::: Listed entries :::

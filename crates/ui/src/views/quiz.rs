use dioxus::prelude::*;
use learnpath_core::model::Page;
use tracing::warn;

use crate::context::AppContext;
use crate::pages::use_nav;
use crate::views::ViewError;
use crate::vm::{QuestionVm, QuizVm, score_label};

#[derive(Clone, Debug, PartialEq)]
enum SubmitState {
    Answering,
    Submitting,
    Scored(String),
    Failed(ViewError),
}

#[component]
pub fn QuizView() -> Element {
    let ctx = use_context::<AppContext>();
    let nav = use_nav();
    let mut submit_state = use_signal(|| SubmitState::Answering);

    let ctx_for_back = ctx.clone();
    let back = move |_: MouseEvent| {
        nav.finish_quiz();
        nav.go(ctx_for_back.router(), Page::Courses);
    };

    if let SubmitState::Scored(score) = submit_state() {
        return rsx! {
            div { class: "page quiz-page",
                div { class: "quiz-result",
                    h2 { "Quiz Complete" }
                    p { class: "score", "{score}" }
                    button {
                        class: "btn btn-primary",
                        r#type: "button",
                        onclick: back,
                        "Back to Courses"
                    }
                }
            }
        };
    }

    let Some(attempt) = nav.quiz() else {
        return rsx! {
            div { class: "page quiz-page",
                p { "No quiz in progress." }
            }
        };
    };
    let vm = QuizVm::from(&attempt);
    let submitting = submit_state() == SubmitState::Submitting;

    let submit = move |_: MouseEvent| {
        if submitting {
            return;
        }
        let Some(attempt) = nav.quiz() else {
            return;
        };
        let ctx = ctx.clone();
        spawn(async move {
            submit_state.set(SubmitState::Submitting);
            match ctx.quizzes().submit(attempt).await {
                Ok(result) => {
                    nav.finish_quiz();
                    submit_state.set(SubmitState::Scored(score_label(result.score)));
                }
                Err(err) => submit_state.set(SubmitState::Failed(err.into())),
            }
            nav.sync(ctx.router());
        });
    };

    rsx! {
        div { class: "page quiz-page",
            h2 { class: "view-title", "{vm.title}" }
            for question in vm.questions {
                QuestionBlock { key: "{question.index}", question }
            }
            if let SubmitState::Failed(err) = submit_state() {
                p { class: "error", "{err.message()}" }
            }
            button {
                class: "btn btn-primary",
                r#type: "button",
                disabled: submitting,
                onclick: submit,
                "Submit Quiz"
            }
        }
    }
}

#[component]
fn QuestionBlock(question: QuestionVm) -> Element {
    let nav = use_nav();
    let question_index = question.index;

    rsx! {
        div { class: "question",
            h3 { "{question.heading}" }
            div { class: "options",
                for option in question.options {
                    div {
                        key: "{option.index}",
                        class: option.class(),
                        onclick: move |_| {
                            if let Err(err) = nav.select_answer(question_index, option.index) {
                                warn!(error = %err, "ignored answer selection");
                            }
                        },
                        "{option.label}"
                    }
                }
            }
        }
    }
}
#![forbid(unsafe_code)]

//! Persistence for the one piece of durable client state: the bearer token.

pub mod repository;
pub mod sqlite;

:::
::: Listed entries :::

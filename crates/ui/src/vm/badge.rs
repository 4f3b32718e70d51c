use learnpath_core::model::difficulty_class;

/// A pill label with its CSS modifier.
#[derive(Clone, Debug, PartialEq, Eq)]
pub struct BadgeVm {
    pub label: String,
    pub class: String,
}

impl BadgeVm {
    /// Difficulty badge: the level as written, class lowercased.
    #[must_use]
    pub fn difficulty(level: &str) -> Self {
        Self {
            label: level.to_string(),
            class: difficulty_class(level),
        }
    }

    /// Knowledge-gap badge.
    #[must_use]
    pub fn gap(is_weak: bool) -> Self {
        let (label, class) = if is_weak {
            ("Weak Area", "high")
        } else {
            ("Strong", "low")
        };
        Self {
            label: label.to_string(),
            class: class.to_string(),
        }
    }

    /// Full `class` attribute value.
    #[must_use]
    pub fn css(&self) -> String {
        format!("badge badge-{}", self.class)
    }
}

:::

# Work item
Scan the material line by line and report each one that contains "Element".

# Solution to the exercise
pub fn QuizView() -> Element {
fn QuestionBlock(question: QuestionVm) -> Element {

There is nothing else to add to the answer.